After dinner we sat on a bench in a little park full of people and beneath a branching cast-iron street lamp a small wave of euphoria broke over me. Teresa let herself be kissed for a while and then we took a cab back to the outskirts of El Barrio Gótico and walked to our hotel and I thought we might make love. Instead we smoked another spliff on the balcony and I asked her how she learned Catalan. She said she had lived in Barcelona at various points, said it as if she were very old; Arturo had told me she was twenty-seven; she looked older and younger than her age in shifts. I said I would like to have a drink and we left again and after ten minutes or so we descended a few stairs into a bar that felt like a cave, cool and dark. We seated ourselves in green leather chairs in a corner around a little table that seemed to be made of petrified wood. A woman with an array of facial piercings appeared at our table and we ordered our drinks. Teresa asked me if I had seen the Antonioni movie partially set in Barcelona, The Passenger, and, lying, I said of course.
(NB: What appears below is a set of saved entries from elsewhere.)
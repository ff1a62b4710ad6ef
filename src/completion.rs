// ABOUTME: Completion aggregator computing final statistics when a session ends
// ABOUTME: Duration, valid-set volume, feedback tier, XP, skipped and fatigued body parts
//
// SPDX-License-Identifier: MIT OR Apache-2.0
// Copyright (c) 2025 Pierre Fitness Intelligence

//! # Completion Aggregator
//!
//! Runs once per session, either when the sequencer reports completion or
//! when the user finishes early. Exercises neither logged nor skipped are
//! simply absent from the result.

use chrono::{DateTime, Utc};
use std::collections::BTreeSet;
use workout_core::models::{
    CompletionResult, ExerciseLog, FeedbackTier, Session, SetLog, WorkoutDefinition,
};

use crate::constants::feedback;
use crate::sequencer::ExerciseSequence;

/// Finalize a session into its completion result
#[must_use]
pub fn finalize(
    session: &Session,
    sequence: &ExerciseSequence,
    definition: &WorkoutDefinition,
    now: DateTime<Utc>,
) -> CompletionResult {
    let exercise_count = sequence.len();
    let volume = total_volume(&session.exercise_logs);

    CompletionResult {
        session_id: session.session_id.clone(),
        workout_id: session.workout_id.clone(),
        started_at: session.start_time,
        finished_at: now,
        duration_minutes: duration_minutes(
            session.start_time,
            now,
            definition.estimated_duration_minutes,
        ),
        total_volume: volume,
        feedback: feedback_tier(session.exercise_logs.len(), exercise_count, volume),
        xp_earned: session.xp_earned,
        exercises_completed: session.exercise_logs.len(),
        exercise_count,
        skipped_exercises: session.skipped_exercise_ids.clone(),
        body_parts_fatigued: body_parts_fatigued(session, sequence),
        exercise_logs: session.exercise_logs.iter().map(normalize_log).collect(),
    }
}

/// Whole minutes since the start, or the workout estimate without a start time
#[must_use]
pub fn duration_minutes(
    start_time: Option<DateTime<Utc>>,
    now: DateTime<Utc>,
    estimated_minutes: u32,
) -> u32 {
    start_time.map_or(estimated_minutes, |start| {
        u32::try_from((now - start).num_minutes().max(0)).unwrap_or(u32::MAX)
    })
}

/// Sum of `weight × reps` over valid sets only
#[must_use]
pub fn total_volume(logs: &[ExerciseLog]) -> f64 {
    logs.iter().map(ExerciseLog::volume).sum()
}

/// Feedback tier from the share of exercises with a log.
///
/// The rate is rounded to tenths before comparing, so two of three
/// exercises (0.67) counts as 0.7. Every threshold therefore sits 0.05 lower
/// than its nominal value: six of seven (0.857) is excellent and nine of
/// twenty (0.45) is fair.
#[must_use]
pub fn feedback_tier(completed: usize, exercise_count: usize, volume: f64) -> FeedbackTier {
    if exercise_count == 0 {
        return FeedbackTier::Poor;
    }
    let rate = (completed as f64 / exercise_count as f64 * 10.0).round() / 10.0;

    if rate >= feedback::EXCELLENT_RATE && volume > 0.0 {
        FeedbackTier::Excellent
    } else if rate >= feedback::GOOD_RATE {
        FeedbackTier::Good
    } else if rate >= feedback::FAIR_RATE {
        FeedbackTier::Fair
    } else {
        FeedbackTier::Poor
    }
}

/// Muscle groups of every logged exercise, variant-aware, sorted and deduplicated
#[must_use]
pub fn body_parts_fatigued(session: &Session, sequence: &ExerciseSequence) -> Vec<String> {
    session
        .exercise_logs
        .iter()
        .filter_map(|log| sequence.find(&log.exercise_id))
        .flat_map(|exercise| sequence.resolve(session, exercise).muscle_groups.iter())
        .map(|group| group.to_lowercase())
        .collect::<BTreeSet<_>>()
        .into_iter()
        .collect()
}

/// Sets ordered by set number, blank notes dropped
fn normalize_log(log: &ExerciseLog) -> ExerciseLog {
    let mut sets: Vec<SetLog> = log
        .sets
        .iter()
        .map(|set| SetLog {
            notes: normalize_note(set.notes.as_deref()),
            ..set.clone()
        })
        .collect();
    sets.sort_by_key(|set| set.set_number);

    ExerciseLog {
        sets,
        notes: normalize_note(log.notes.as_deref()),
        ..log.clone()
    }
}

fn normalize_note(note: Option<&str>) -> Option<String> {
    note.map(str::trim)
        .filter(|n| !n.is_empty())
        .map(ToOwned::to_owned)
}
// ABOUTME: Session store module owning the active workout session
// ABOUTME: Re-exports the store, its start parameters, and transition outcomes
//
// SPDX-License-Identifier: MIT OR Apache-2.0
// Copyright (c) 2025 Pierre Fitness Intelligence

/// Single-active-session store and its transitions
pub mod store;

pub use store::{AdvanceOutcome, ExerciseAnnotation, SessionParams, SessionStore};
She said I had his eyebrows, Jack Nicholson, that I called on my eyebrows to do important work, that if she were deaf she would read my eyebrows, not my lips. I said she was simply describing the personality of the translator, but I said it in my head. She said Arturo always claimed she looked like Maria Schneider, whom I knew from Last Tango in Paris, which I hated, and I could see what Arturo meant. I wondered what Maria Schneider’s relationship to Jack Nicholson was in The Passenger, what kind of statement Teresa was making about our relationship, and based on the Antonioni films I knew, I guessed it was unflattering.